A implantação do Programa Saúde do Adolescente, na prática, demorou 12 anos, e só ocorreu no Congresso da Adolescência, em 1986, que reuniu 200 profissionais da saúde. A OMS considera a gravidez na adolescência uma gestação de risco, devido ás possíveis repercussões, sob a saúde materno-fetal, além dos danos psicossociais, explica o livro “Maternidade e adolescência – histórias de adolescentes grávidas do Brasil, Portugal e Guiné (Gênio criador, editora, 2019), cujos organizadores são a dra. Albertina Duarte Takiuti, Leila Salomao de la Plata Cury Tardivo e Rui Alexandre Paquete Paixão. “No dia 7 de marco de 1987, véspera do Dia Internacional da Mulher, foi inaugurado, em rede, o primeiro serviço público para adolescentes, meninas e meninos, no Brasil. Embora esse tipo de serviço já existisse em algumas faculdades, foi o primeiro programa dessa natureza no INAMPS (Instituto Nacional de Assistência Médica da Previdência Social).

“No mundo, 20 mil adolescentes com menos de 18 anos, dão á luz todos os dias, em países em desenvolvimento. Das 7,3 milhões de meninas com menos de 18 anos que dão á luz a cada ano, em países em desenvolvimento, 2 milhões tem menos de 15 anos”. “Era a primeira ve, que se realizava uma prática de equipe multiprofissional”, recorda a dra. Albertina. “Em 1992, apenas 5 anos depois de implantado, atingimos a marca de 400 mil atendimentos”.

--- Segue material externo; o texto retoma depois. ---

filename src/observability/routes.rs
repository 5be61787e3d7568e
use std::sync::Arc;

use crate::config::settings::MetricsConfig;
use crate::server::server::AppState;
use axum::routing::get;
use axum::{extract::State, response::IntoResponse, Router};
use http::{header::CONTENT_TYPE, StatusCode};
use prometheus::{Encoder, Registry, TextEncoder};
use tracing::error;

#[derive(Clone)]
pub struct MetricsState {
    pub registry: Arc<Registry>,
}

impl MetricsState {
    pub fn new(registry: Registry) -> Self {
        Self {
            registry: Arc::new(registry),
        }
    }

    pub fn router(&self, metrics_config: &MetricsConfig) -> Router<AppState> {
        let mut router = Router::new();
        if metrics_config.is_enabled {
            router = router.route(metrics_config.path.as_str(), get(get_metrics));
        }
        router
    }
}

async fn get_metrics(State(state): State<AppState>) -> impl IntoResponse {
    let encoder = TextEncoder::new();
    let metric_families = state.metrics_state.registry.gather();
    let mut buffer = Vec::new();

    if let Err(e) = encoder.encode(&metric_families, &mut buffer) {
        error!("failed to encode metrics: {}", e);
        return (StatusCode::INTERNAL_SERVER_ERROR, [(CONTENT_TYPE, "text/plain")], String::new());
    }

    let response = String::from_utf8_lossy(&buffer).into_owned();
    (
        StatusCode::OK,
        [(CONTENT_TYPE, "text/plain; version=0.0.4")],
        response,
    )
}
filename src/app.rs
//! Builds the configured sides of the service and runs them until shutdown.

use std::future::Future;
use std::sync::Arc;
use std::time::Duration;

use anyhow::{Context, Result};
use reqwest::Client;
use tokio_util::sync::CancellationToken;
use tracing::{error, info};

use crate::cache::token_cache::TokenCache;
use crate::config::sources::{ClientConfig, IssuerConfig, KeysConfig, ServiceConfig};
use crate::issuer::client_store::{ClientRecord, InMemoryClientStore};
use crate::issuer::keys::{RsaKeyPair, DEFAULT_KEY_BITS};
use crate::issuer::service::IssuanceService;
use crate::issuer::signer::RsaTokenSigner;
use crate::observability::metrics::get_metrics;
use crate::resilience::retry::RetrySettings;
use crate::server::server::{self, AppState};
use crate::server::token_endpoint::IssuerState;
use crate::sinks::auth_header::AuthHeader;
use crate::sinks::sink_http::SinkHttpState;
use crate::sources::executor::token_refresh::TokenRefresher;
use crate::sources::oauth2::{ClientCredentials, ClientCredentialsSource};
use crate::utils::constants::{
    DEFAULT_REFRESH_INTERVAL_SECONDS, DEFAULT_REQUEST_TIMEOUT_MS, DEFAULT_SKEW_SECONDS, DEFAULT_TOKEN_PATH,
};

/// Token-consuming side, ready to use.
pub struct ClientRuntime {
    pub auth_header: AuthHeader<ClientCredentialsSource>,
    pub refresh_interval: Duration,
}

impl ClientRuntime {
    pub fn cache(&self) -> &Arc<TokenCache<ClientCredentialsSource>> {
        self.auth_header.cache()
    }
}

/// Resolve secrets and assemble source, cache and header decorator.
/// Fetches stop with a cancellation error once `cancel` fires.
pub fn build_client(config: &ClientConfig, http: Client, cancel: CancellationToken) -> Result<ClientRuntime> {
    let credentials = ClientCredentials {
        token_url: config.token_url.clone(),
        client_id: config.client_id.resolve().context("client.client_id")?,
        client_secret: config.client_secret.resolve().context("client.client_secret")?,
        scopes: config.scopes.clone(),
    };
    info!("client configured: {:?}", credentials);

    let source = ClientCredentialsSource::new(http, credentials)
        .with_retry(RetrySettings::from(config.retry.as_ref()))
        .with_request_timeout(Duration::from_millis(
            config.request_timeout_ms.unwrap_or(DEFAULT_REQUEST_TIMEOUT_MS),
        ))
        .with_cancellation(cancel);

    let skew = Duration::from_secs(config.skew_seconds.unwrap_or(DEFAULT_SKEW_SECONDS));
    let cache = Arc::new(TokenCache::with_skew(source, skew));
    let auth_header = AuthHeader::new(cache, config.header_name.as_deref())
        .context("client.header_name")?;

    Ok(ClientRuntime {
        auth_header,
        refresh_interval: Duration::from_secs(
            config.refresh_interval_seconds.unwrap_or(DEFAULT_REFRESH_INTERVAL_SECONDS),
        ),
    })
}

/// Resolve key material and provisioned clients into an issuance service.
pub fn build_issuance_service(config: &IssuerConfig) -> Result<IssuanceService> {
    let keys = match &config.keys {
        KeysConfig::Pem { public_pem, private_pem } => RsaKeyPair::from_pem(
            &public_pem.resolve().context("issuer.keys.public_pem")?,
            &private_pem.resolve().context("issuer.keys.private_pem")?,
        )?,
        KeysConfig::Ephemeral { bits } => RsaKeyPair::generate(bits.unwrap_or(DEFAULT_KEY_BITS))?,
    };

    let mut signer = RsaTokenSigner::new(
        keys,
        config.issuer.clone(),
        config.audience.clone(),
        Duration::from_secs(config.token_ttl_seconds),
    );
    if let Some(key_id) = &config.key_id {
        signer = signer.with_key_id(key_id.clone());
    }

    let records = config
        .clients
        .iter()
        .map(|client| -> Result<ClientRecord> {
            let secret = client
                .secret
                .resolve()
                .with_context(|| format!("issuer.clients['{}'].secret", client.id))?;
            Ok(ClientRecord::new(client.id.trim(), secret, client.scopes.iter().map(|s| s.trim())))
        })
        .collect::<Result<Vec<_>>>()?;
    let store = InMemoryClientStore::new(records);
    info!("issuer '{}' configured with {} clients", config.issuer, store.len());

    Ok(IssuanceService::new(Arc::new(store), Arc::new(signer)).with_scope_policy(config.scope_policy))
}

/// Cancel `shutdown` once `signal` resolves. A signal listener that fails
/// leaves the service running instead of stopping it.
pub async fn cancel_on_signal<F>(signal: F, shutdown: CancellationToken)
where
    F: Future<Output = std::io::Result<()>>,
{
    match signal.await {
        Ok(()) => {
            info!("shutdown requested");
            shutdown.cancel();
        }
        Err(e) => error!("failed to listen for shutdown signal: {}", e),
    }
}

/// Run every configured side until `shutdown` is cancelled.
pub async fn run_app(service_config: Arc<ServiceConfig>, shutdown: CancellationToken) -> Result<()> {
    let metrics = get_metrics().await;

    let issuer_state = match &service_config.issuer {
        Some(issuer) => {
            let service = build_issuance_service(issuer)?;
            let token_path = issuer.token_path.as_deref().unwrap_or(DEFAULT_TOKEN_PATH);
            Some(IssuerState::new(service, token_path))
        }
        None => None,
    };

    let mut refresher = None;
    let mut sink_http_state = None;
    if let Some(client) = &service_config.client {
        let http = Client::builder().build().context("failed to build HTTP client")?;
        let runtime = build_client(client, http, shutdown.child_token())?;

        // first check right away so the token is warm before anyone asks
        refresher = Some(TokenRefresher::start_with_delay(
            runtime.cache().clone(),
            Duration::ZERO,
            runtime.refresh_interval,
        ));
        sink_http_state = client
            .sink
            .as_ref()
            .map(|sink| SinkHttpState::new(&sink.path, runtime.auth_header.clone()));
    }

    let state = AppState::new(metrics, issuer_state, sink_http_state);
    let served = server::start(&service_config.settings, state, shutdown.clone()).await;

    if let Some(refresher) = refresher {
        refresher.shutdown().await;
    }
    info!("service stopped");
    served
}
use std::{fs, path::Path};

use anyhow::{anyhow, Context, Result};
use regex::Regex;
use tracing::{debug, error};

use crate::config::proc_validator;
use crate::config::settings::{LogFormat, LoggingConfig};
use crate::config::sources::ServiceConfig;

/// Load and validate config from YAML file
pub async fn file_to_config(path: &Path) -> Result<ServiceConfig> {
    let content = fs::read_to_string(path)
        .with_context(|| format!("failed to read config '{}'", path.display()))?;

    let expanded = expand_env_vars(&content)?;
    parse_config(expanded).await
}

pub async fn parse_config(content: String) -> Result<ServiceConfig> {
    let mut service_config: ServiceConfig = serde_yaml::from_str(&content)
        .inspect_err(|e| error!("parse config error: {}", e))?;

    // Apply defaults
    if service_config.settings.logging.is_none() {
        service_config.settings.logging = Some(LoggingConfig::new("info".to_owned(), LogFormat::Compact));
    }

    debug!("validation config ...");
    proc_validator::validate_service_config(&service_config)
        .map_err(|errors| anyhow!("config is not valid:\n  - {}", errors.join("\n  - ")))?;

    Ok(service_config)
}

/// Replace `${VAR}` and `${VAR:default}` with environment values.
pub fn expand_env_vars(input: &str) -> Result<String> {
    let re = Regex::new(r"\$\{(\w+)(?::([^\}]+))?\}")?;
    let expanded = re.replace_all(input, |caps: &regex::Captures| {
        let var = &caps[1];
        let default = caps.get(2).map(|m| m.as_str()).unwrap_or("");
        std::env::var(var).unwrap_or_else(|_| default.to_string())
    });
    Ok(expanded.to_string())
}
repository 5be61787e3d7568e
//! Sources module
//!
//! Token sources the client-side cache pulls from. The production source is
//! the OAuth2 client-credentials exchange in [`oauth2`]; tests plug in their own.

use crate::cache::token::TokenPayload;

pub mod error;
pub mod executor;
pub mod oauth2;

pub use error::FetchError;

pub trait FetchToken: Send + Sync + 'static {
    /// Obtain a brand new payload, retrying transient failures internally.
    fn fetch_token(&self) -> impl std::future::Future<Output = Result<TokenPayload, FetchError>> + Send;
}
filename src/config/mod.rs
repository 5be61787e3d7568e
pub mod proc_loader;
pub mod proc_validator;
pub mod settings;
pub mod sources;
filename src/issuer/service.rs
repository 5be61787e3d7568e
use std::collections::BTreeSet;
use std::sync::Arc;

use base64::engine::general_purpose::STANDARD;
use base64::Engine;
use chrono::{DateTime, Utc};
use serde::Deserialize;
use tracing::{debug, error, info};

use crate::issuer::client_store::ClientStore;
use crate::issuer::signer::TokenSigner;
use crate::utils::constants::{GRANT_TYPE_CLIENT_CREDENTIALS, TOKEN_TYPE_BEARER};

pub const INVALID_REQUEST: &str = "invalid_request";
pub const UNSUPPORTED_GRANT_TYPE: &str = "unsupported_grant_type";
pub const INVALID_CLIENT: &str = "invalid_client";
pub const INVALID_SCOPE: &str = "invalid_scope";
pub const SERVER_ERROR: &str = "server_error";

/// What to do with requested scopes the client was never provisioned for.
#[derive(Debug, Clone, Copy, Default, PartialEq, Eq, Deserialize)]
#[serde(rename_all = "lowercase")]
pub enum ScopePolicy {
    /// Drop them and grant the rest.
    #[default]
    Partial,
    /// Reject the whole request with `invalid_scope`.
    Strict,
}

/// Inbound token request.
#[derive(Debug, Clone, Default)]
pub struct TokenRequest {
    /// Raw `Authorization` header value.
    pub authorization: Option<String>,
    pub grant_type: String,
    pub scope: Option<String>,
}

#[derive(Debug, Clone, PartialEq, Eq)]
pub enum TokenResult {
    Success {
        access_token: String,
        token_type: &'static str,
        expires_in: u64,
        scope: String,
        expires_at: DateTime<Utc>,
    },
    Error {
        http_status: u16,
        error_code: &'static str,
    },
}

impl TokenResult {
    fn error(http_status: u16, error_code: &'static str) -> Self {
        TokenResult::Error { http_status, error_code }
    }
}

/// Decode `Basic base64(id:secret)`, splitting on the first colon.
pub fn parse_basic(authorization: Option<&str>) -> Option<(String, String)> {
    let encoded = authorization?.strip_prefix("Basic ")?.trim();
    let raw = STANDARD.decode(encoded).ok()?;
    let decoded = String::from_utf8(raw).ok()?;
    let (id, secret) = decoded.split_once(':')?;
    if id.is_empty() {
        return None;
    }
    Some((id.to_owned(), secret.to_owned()))
}

/// Whitespace-separated scopes, blanks discarded. `None` when nothing was asked.
fn requested_scopes(scope: Option<&str>) -> Option<BTreeSet<String>> {
    let requested: BTreeSet<String> = scope?.split_whitespace().map(str::to_owned).collect();
    (!requested.is_empty()).then_some(requested)
}

/// Client-credentials token endpoint logic. Keeps no state between calls.
#[derive(Clone)]
pub struct IssuanceService {
    store: Arc<dyn ClientStore>,
    signer: Arc<dyn TokenSigner>,
    scope_policy: ScopePolicy,
}

impl IssuanceService {
    pub fn new(store: Arc<dyn ClientStore>, signer: Arc<dyn TokenSigner>) -> Self {
        Self {
            store,
            signer,
            scope_policy: ScopePolicy::default(),
        }
    }

    pub fn with_scope_policy(mut self, scope_policy: ScopePolicy) -> Self {
        self.scope_policy = scope_policy;
        self
    }

    pub fn handle(&self, request: &TokenRequest) -> TokenResult {
        if request.grant_type != GRANT_TYPE_CLIENT_CREDENTIALS {
            debug!("rejecting grant type '{}'", request.grant_type);
            return TokenResult::error(400, UNSUPPORTED_GRANT_TYPE);
        }

        let Some((client_id, client_secret)) = parse_basic(request.authorization.as_deref()) else {
            return TokenResult::error(401, INVALID_CLIENT);
        };

        if !self.store.authenticate(&client_id, &client_secret) {
            info!("client authentication failed");
            return TokenResult::error(401, INVALID_CLIENT);
        }

        let allowed = self.store.allowed_scopes(&client_id);
        let granted: BTreeSet<String> = match requested_scopes(request.scope.as_deref()) {
            None => allowed,
            Some(requested) => {
                if self.scope_policy == ScopePolicy::Strict && !requested.is_subset(&allowed) {
                    info!("client '{}' requested scopes outside its grant", client_id);
                    return TokenResult::error(400, INVALID_SCOPE);
                }
                requested.intersection(&allowed).cloned().collect()
            }
        };

        match self.signer.issue(&client_id, &granted) {
            Ok(issued) => {
                let scope = granted.into_iter().collect::<Vec<_>>().join(" ");
                info!("issued token for client '{}' with scope '{}'", client_id, scope);
                TokenResult::Success {
                    access_token: issued.token,
                    token_type: TOKEN_TYPE_BEARER,
                    expires_in: issued.expires_in_seconds,
                    scope,
                    expires_at: issued.expires_at,
                }
            }
            Err(e) => {
                error!("token signing failed for client '{}': {}", client_id, e);
                TokenResult::error(500, SERVER_ERROR)
            }
        }
    }
}
pub mod config_loader;
pub mod constants;
pub mod logging;
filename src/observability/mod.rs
pub mod metrics;
pub mod routes;
use std::path::Path;
use anyhow::Result;

use crate::config::proc_loader::file_to_config;
use crate::config::sources::ServiceConfig;

pub async fn run(config_path: &str) -> Result<ServiceConfig> {
    let path = Path::new(config_path);
    file_to_config(path).await
}
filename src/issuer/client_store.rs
use std::collections::{BTreeSet, HashMap};

use sha2::{Digest, Sha256};
use subtle::{Choice, ConstantTimeEq};

type SecretDigest = [u8; 32];

/// Compared against when the client id is unknown. Every lookup compares two
/// 32-byte digests, so the work does not depend on whether the id exists or
/// on the length of its stored secret.
const UNKNOWN_CLIENT_DIGEST: SecretDigest = [0u8; 32];

fn secret_digest(secret: &str) -> SecretDigest {
    Sha256::digest(secret.as_bytes()).into()
}

/// Provisioned client.
#[derive(Debug, Clone, PartialEq, Eq)]
pub struct ClientRecord {
    pub id: String,
    pub secret: String,
    pub scopes: BTreeSet<String>,
}

impl ClientRecord {
    pub fn new<I, S>(id: impl Into<String>, secret: impl Into<String>, scopes: I) -> Self
    where
        I: IntoIterator<Item = S>,
        S: Into<String>,
    {
        Self {
            id: id.into(),
            secret: secret.into(),
            scopes: scopes.into_iter().map(Into::into).collect(),
        }
    }
}

/// Source of clients, their secrets and the scopes they may request.
pub trait ClientStore: Send + Sync {
    /// `false` for unknown clients, blank input or a wrong secret. Never errors.
    fn authenticate(&self, client_id: &str, client_secret: &str) -> bool;

    /// Empty for unknown clients.
    fn allowed_scopes(&self, client_id: &str) -> BTreeSet<String>;
}

#[derive(Debug, Clone)]
struct StoredClient {
    secret_digest: SecretDigest,
    /// Blank secrets never authenticate.
    usable: bool,
    scopes: BTreeSet<String>,
}

/// Secrets are kept only as SHA-256 digests.
#[derive(Debug, Clone, Default)]
pub struct InMemoryClientStore {
    clients: HashMap<String, StoredClient>,
}

impl InMemoryClientStore {
    pub fn new(records: impl IntoIterator<Item = ClientRecord>) -> Self {
        let clients = records
            .into_iter()
            .map(|c| {
                let stored = StoredClient {
                    secret_digest: secret_digest(&c.secret),
                    usable: !c.secret.is_empty(),
                    scopes: c.scopes,
                };
                (c.id, stored)
            })
            .collect();
        Self { clients }
    }

    pub fn len(&self) -> usize {
        self.clients.len()
    }

    pub fn is_empty(&self) -> bool {
        self.clients.is_empty()
    }
}

impl ClientStore for InMemoryClientStore {
    fn authenticate(&self, client_id: &str, client_secret: &str) -> bool {
        let client_id = client_id.trim();
        if client_id.is_empty() || client_secret.trim().is_empty() {
            return false;
        }

        let candidate = secret_digest(client_secret);
        let (expected, known) = match self.clients.get(client_id) {
            Some(client) => (&client.secret_digest, Choice::from(client.usable as u8)),
            None => (&UNKNOWN_CLIENT_DIGEST, Choice::from(0)),
        };
        let matches = Choice::from(constant_time_eq(expected, &candidate) as u8);
        (known & matches).into()
    }

    fn allowed_scopes(&self, client_id: &str) -> BTreeSet<String> {
        self.clients
            .get(client_id.trim())
            .map(|c| c.scopes.clone())
            .unwrap_or_default()
    }
}

/// Compares `candidate` against every byte of `expected`, reading past the
/// end of a shorter candidate as zeroes. The length mismatch is folded into
/// the same accumulator, so timing does not depend on where the inputs first
/// differ or on whether they differ in length.
pub fn constant_time_eq(expected: &[u8], candidate: &[u8]) -> bool {
    let same_len: Choice = (expected.len() as u64).ct_eq(&(candidate.len() as u64));
    let mut equal = same_len;
    for (i, e) in expected.iter().enumerate() {
        let c = candidate.get(i).copied().unwrap_or(0);
        equal &= e.ct_eq(&c);
    }
    equal.into()
}
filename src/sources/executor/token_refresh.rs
use std::sync::Arc;
use std::time::Duration;

use tokio::task::JoinHandle;
use tokio_util::sync::CancellationToken;
use tracing::{debug, info};

use crate::cache::token_cache::TokenCache;
use crate::sources::FetchToken;

/// Periodic driver of [`TokenCache::refresh_if_needed`].
///
/// Runs with a fixed delay between the end of one refresh and the start of
/// the next. Stopping cancels the task: an in-flight refresh is dropped at its
/// next suspension point, which also releases the cache's fetch lock.
pub struct TokenRefresher {
    cancel: CancellationToken,
    handle: Option<JoinHandle<()>>,
}

impl TokenRefresher {
    /// First run after one `interval`, then every `interval`.
    pub fn start<F: FetchToken>(cache: Arc<TokenCache<F>>, interval: Duration) -> Self {
        Self::start_with_delay(cache, interval, interval)
    }

    pub fn start_with_delay<F: FetchToken>(
        cache: Arc<TokenCache<F>>,
        initial_delay: Duration,
        interval: Duration,
    ) -> Self {
        let cancel = CancellationToken::new();
        let stop = cancel.clone();

        let handle = tokio::spawn(async move {
            info!(
                "token refresher started, first check in {:?}, then every {:?}",
                initial_delay, interval
            );
            let mut delay = initial_delay;
            loop {
                tokio::select! {
                    biased;
                    _ = stop.cancelled() => break,
                    _ = tokio::time::sleep(delay) => {}
                }
                debug!("token refresh check");
                tokio::select! {
                    biased;
                    _ = stop.cancelled() => break,
                    _ = cache.refresh_if_needed() => {}
                }
                delay = interval;
            }
            info!("token refresher stopped");
        });

        Self {
            cancel,
            handle: Some(handle),
        }
    }

    pub fn is_running(&self) -> bool {
        self.handle.as_ref().is_some_and(|h| !h.is_finished())
    }

    /// Stop the task and wait for it to exit. No refresh runs afterwards.
    pub async fn shutdown(mut self) {
        self.cancel.cancel();
        if let Some(handle) = self.handle.take() {
            let _ = handle.await;
        }
    }
}

impl Drop for TokenRefresher {
    fn drop(&mut self) {
        self.cancel.cancel();
    }
}
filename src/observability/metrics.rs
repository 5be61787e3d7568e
use prometheus::{HistogramOpts, HistogramVec, IntCounter, IntCounterVec, IntGauge, IntGaugeVec, Opts, Registry};
use std::sync::Arc;
use tokio::sync::OnceCell;
use tracing::info;

// Declare the static OnceCell to hold the Metrics.
static METRICS_INSTANCE: OnceCell<Arc<Metrics>> = OnceCell::const_new();

/// Lazily builds the process-wide metrics registry.
pub async fn get_metrics() -> &'static Arc<Metrics> {
    METRICS_INSTANCE
        .get_or_init(|| async {
            info!("Initializing Metrics ...");
            Arc::new(Metrics::new().expect("static metric definitions must register"))
        })
        .await
}

#[derive(Clone)]
pub struct Metrics {
    pub registry: Registry,

    // Client: token fetch
    pub token_fetch_attempts: IntCounterVec,
    pub token_fetch_failures: IntCounterVec,
    pub token_fetch_duration: HistogramVec,
    pub token_expiry_unix: IntGaugeVec,
    pub token_refresh_runs: IntCounterVec,

    // Client: passive sink
    pub sink_requests: IntCounterVec,
    pub sink_duration: HistogramVec,

    // Issuer
    pub issued_tokens: IntCounter,
    pub issuance_failures: IntCounterVec,

    // Config/runtime
    pub up: IntGauge,
}

impl Metrics {
    fn new() -> prometheus::Result<Self> {
        let registry = Registry::new_custom(Some("m2mauth".into()), None)?;

        let metrics = Self {
            // Fetch
            token_fetch_attempts: IntCounterVec::new(Opts::new("token_fetch_attempts_total", "Token endpoint attempts by outcome"), &["client", "outcome"])?,
            token_fetch_failures: IntCounterVec::new(Opts::new("token_fetch_failures_total", "Failed token fetches by reason"), &["client", "reason"])?,
            token_fetch_duration: HistogramVec::new(HistogramOpts::new("token_fetch_duration_seconds", "Token fetch duration seconds, retries included").buckets(vec![0.01, 0.05, 0.1, 0.25, 0.5, 1.0, 2.5, 5.0, 10.0, 30.0]), &["client"])?,
            token_expiry_unix: IntGaugeVec::new(Opts::new("token_expiry_unix_seconds", "Expiry of the cached token"), &["client"])?,
            token_refresh_runs: IntCounterVec::new(Opts::new("token_refresh_runs_total", "Background refresh checks by result"), &["result"])?,

            // Sink
            sink_requests: IntCounterVec::new(Opts::new("sink_requests_total", "Token sink requests"), &["path", "result"])?,
            sink_duration: HistogramVec::new(HistogramOpts::new("sink_request_duration_seconds", "Token sink request time").buckets(vec![0.005, 0.01, 0.025, 0.05, 0.1, 0.25, 0.5, 1.0]), &["path"])?,

            // Issuer
            issued_tokens: IntCounter::new("issued_tokens_total", "Tokens issued")?,
            issuance_failures: IntCounterVec::new(Opts::new("issuance_failures_total", "Rejected token requests by error code"), &["error"])?,

            up: IntGauge::new("up", "1 if service is healthy")?,

            registry,
        };

        // Register all metrics in the registry
        let reg = &metrics.registry;
        reg.register(Box::new(metrics.token_fetch_attempts.clone()))?;
        reg.register(Box::new(metrics.token_fetch_failures.clone()))?;
        reg.register(Box::new(metrics.token_fetch_duration.clone()))?;
        reg.register(Box::new(metrics.token_expiry_unix.clone()))?;
        reg.register(Box::new(metrics.token_refresh_runs.clone()))?;
        reg.register(Box::new(metrics.sink_requests.clone()))?;
        reg.register(Box::new(metrics.sink_duration.clone()))?;
        reg.register(Box::new(metrics.issued_tokens.clone()))?;
        reg.register(Box::new(metrics.issuance_failures.clone()))?;
        reg.register(Box::new(metrics.up.clone()))?;

        Ok(metrics)
    }
}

“O percentual de mães adolescentes tem aumentado consideravelmente, nas classes mais baixas, em famílias com renda de até 1 salário mínimo”. “Em 8 de março de 1991 foi assinada a Resolução SS-69, aprovando as diretrizes do Programa de Saúde do Adolescente em todo Estado de São Paulo. No dia 18 de novembro desse mesmo ano, o deputado estadual Arnaldo Jardim (Cidadania) apresentou o Projeto de Lei 679 que se transformou em Lei 11.976, em 25 de agosto de 2005, 14 anos depois. No primeiro artigo do Projeto estava definido: “Fica criado o Programa de Saúde do Adolescente na rede pública do Estado de São Paulo”. “(….) A gravidez na decência afeta a escolarização das adolescentes mães pertencentes á classe social mais baixa. O nível de escolaridade de adolescentes mães é menor, se comparado as adolescentes que não possuem filhos, tendo em sua maioria o ensino fundamental incompleto, o que afetará diretamente a colocação no .mercado de trabalho”.

“A maternidade aparece como única perspectiva de vida para essas jovens de classes populares, onde o papel social mais importante por elas desempenhado é o de ser mãe” (Doering). Em 2019, o Programa estava em 29 casas, que vem contribuindo para que os municípios se interessem pouco a pouco por eles”. Também influência e contribui com as agendas de outros programas em nível nacional. A violência intrafamiliar contra crianças e adolescentes e outra questão de saúde público que trataremos em outro artigo. Mirem-se no exemplo daquelas mulheres – não de Atenas – e sim lutadoras sociais da área da saúde. Somente com liberdade e debate crítico podemos avançar nas causas sociais. Ditadura, nunca mais.